▸ **Required work**: Which lines hold the word "TenantResolver"? Copy each of them from the material.

___

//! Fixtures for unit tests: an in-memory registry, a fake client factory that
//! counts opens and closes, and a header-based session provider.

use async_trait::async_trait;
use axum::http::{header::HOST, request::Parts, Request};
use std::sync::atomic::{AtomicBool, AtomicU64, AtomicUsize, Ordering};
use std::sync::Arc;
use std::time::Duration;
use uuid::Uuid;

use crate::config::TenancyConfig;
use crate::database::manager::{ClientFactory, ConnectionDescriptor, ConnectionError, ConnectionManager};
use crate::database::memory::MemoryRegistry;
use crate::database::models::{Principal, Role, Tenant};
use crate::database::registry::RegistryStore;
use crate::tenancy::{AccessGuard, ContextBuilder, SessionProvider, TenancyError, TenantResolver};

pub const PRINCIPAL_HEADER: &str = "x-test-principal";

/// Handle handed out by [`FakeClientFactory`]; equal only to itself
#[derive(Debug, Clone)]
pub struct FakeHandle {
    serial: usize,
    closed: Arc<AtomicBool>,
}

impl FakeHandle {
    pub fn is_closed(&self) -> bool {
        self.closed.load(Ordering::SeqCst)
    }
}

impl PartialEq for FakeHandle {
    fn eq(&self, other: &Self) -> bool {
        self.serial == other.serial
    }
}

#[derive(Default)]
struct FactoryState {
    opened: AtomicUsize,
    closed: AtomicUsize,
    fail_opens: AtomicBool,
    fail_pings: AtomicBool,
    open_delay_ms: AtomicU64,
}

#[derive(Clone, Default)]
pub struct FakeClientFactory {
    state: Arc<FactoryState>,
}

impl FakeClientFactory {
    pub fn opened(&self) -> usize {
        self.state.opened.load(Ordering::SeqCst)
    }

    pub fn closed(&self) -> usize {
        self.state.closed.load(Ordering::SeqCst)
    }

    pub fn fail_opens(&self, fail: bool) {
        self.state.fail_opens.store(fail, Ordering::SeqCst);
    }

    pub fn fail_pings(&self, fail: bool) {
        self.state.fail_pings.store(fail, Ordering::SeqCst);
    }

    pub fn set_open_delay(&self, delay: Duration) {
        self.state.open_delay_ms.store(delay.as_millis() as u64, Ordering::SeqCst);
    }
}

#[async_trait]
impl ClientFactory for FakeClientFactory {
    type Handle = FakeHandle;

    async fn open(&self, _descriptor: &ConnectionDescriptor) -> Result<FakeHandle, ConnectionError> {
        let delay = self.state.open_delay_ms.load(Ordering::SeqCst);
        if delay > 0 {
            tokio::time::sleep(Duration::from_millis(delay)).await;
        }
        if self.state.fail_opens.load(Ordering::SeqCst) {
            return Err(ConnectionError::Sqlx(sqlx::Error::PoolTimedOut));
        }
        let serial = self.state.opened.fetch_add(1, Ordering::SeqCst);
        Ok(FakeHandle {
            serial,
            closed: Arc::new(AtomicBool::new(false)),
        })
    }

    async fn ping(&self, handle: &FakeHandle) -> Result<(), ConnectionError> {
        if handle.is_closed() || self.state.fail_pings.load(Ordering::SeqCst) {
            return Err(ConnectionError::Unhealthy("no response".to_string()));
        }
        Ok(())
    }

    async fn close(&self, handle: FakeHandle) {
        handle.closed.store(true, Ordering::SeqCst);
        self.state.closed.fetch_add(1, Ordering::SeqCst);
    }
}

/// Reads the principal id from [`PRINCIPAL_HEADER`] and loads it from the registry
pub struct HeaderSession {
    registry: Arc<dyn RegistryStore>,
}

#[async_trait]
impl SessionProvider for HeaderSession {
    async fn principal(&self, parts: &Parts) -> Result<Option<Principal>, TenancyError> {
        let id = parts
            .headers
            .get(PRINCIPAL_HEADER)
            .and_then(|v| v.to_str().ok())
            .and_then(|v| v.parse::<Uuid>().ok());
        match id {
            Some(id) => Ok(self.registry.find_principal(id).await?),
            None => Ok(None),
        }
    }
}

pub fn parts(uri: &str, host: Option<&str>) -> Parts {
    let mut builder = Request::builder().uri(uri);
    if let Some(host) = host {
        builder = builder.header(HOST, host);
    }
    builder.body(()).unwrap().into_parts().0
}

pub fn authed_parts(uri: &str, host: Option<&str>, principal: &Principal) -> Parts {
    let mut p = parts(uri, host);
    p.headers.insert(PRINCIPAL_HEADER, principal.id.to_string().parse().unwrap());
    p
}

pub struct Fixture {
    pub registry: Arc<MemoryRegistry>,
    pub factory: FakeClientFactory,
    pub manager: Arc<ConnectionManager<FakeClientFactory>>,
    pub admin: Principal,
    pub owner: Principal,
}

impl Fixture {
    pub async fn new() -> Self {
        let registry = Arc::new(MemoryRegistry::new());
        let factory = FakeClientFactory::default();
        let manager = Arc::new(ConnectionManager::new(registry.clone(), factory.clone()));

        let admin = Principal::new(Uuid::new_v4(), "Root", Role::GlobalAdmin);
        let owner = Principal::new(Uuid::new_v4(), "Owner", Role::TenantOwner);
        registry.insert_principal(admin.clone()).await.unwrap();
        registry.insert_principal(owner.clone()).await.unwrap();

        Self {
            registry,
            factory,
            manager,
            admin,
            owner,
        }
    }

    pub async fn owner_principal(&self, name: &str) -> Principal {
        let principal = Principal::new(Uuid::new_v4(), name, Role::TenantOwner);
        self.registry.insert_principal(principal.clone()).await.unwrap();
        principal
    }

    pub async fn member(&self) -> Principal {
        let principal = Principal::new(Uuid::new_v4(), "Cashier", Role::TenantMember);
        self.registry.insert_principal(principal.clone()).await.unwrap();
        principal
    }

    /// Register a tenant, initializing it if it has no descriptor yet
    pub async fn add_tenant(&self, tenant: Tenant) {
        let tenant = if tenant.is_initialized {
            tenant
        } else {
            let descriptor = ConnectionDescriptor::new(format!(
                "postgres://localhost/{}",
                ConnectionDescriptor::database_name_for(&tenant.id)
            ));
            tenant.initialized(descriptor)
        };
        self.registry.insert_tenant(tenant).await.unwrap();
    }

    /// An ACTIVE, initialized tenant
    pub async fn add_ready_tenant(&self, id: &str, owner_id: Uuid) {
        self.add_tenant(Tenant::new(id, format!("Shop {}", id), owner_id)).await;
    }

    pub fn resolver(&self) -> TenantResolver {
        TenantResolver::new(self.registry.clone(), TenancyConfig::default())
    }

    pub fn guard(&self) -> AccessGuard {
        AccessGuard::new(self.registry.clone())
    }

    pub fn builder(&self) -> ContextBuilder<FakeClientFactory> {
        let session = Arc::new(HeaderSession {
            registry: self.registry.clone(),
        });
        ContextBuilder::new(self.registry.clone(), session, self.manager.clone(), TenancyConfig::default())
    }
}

___

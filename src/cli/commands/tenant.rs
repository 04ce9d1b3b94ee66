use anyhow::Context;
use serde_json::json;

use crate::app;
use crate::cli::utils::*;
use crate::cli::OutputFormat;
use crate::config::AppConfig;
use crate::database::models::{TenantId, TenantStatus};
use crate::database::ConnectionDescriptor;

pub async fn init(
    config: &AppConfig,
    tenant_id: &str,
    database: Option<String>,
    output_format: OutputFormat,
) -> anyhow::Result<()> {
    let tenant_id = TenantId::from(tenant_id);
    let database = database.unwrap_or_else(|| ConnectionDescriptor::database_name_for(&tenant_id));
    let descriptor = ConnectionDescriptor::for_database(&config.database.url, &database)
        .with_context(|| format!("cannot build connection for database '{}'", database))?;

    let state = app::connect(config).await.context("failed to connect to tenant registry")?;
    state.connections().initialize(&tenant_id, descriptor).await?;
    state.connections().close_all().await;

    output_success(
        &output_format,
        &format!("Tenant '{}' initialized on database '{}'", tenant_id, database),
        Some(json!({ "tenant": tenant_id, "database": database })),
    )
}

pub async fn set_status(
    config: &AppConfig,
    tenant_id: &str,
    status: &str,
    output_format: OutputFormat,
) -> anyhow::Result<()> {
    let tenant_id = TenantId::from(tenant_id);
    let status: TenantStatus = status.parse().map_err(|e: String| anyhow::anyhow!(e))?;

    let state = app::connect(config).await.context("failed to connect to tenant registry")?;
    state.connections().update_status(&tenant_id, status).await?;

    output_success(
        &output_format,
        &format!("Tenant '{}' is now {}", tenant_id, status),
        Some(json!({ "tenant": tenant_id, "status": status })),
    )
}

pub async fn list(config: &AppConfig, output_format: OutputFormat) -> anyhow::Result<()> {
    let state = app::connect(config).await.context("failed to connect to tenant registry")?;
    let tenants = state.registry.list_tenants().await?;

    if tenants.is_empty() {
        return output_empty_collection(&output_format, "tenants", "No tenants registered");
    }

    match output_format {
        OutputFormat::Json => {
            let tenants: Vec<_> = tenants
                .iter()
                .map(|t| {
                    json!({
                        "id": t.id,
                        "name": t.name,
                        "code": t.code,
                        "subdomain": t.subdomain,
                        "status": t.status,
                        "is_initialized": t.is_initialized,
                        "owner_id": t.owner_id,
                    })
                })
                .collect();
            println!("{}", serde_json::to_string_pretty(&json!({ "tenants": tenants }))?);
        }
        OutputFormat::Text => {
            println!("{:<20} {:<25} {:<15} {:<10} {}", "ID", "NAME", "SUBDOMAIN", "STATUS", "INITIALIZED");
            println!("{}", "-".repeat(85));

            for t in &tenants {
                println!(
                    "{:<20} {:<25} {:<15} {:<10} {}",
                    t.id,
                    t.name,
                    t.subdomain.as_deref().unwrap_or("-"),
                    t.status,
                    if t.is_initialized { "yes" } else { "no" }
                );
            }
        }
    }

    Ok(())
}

___

▸ **Expected answer**:
use crate::tenancy::{AccessGuard, ContextBuilder, SessionProvider, TenancyError, TenantResolver};
    pub fn resolver(&self) -> TenantResolver {
        TenantResolver::new(self.registry.clone(), TenancyConfig::default())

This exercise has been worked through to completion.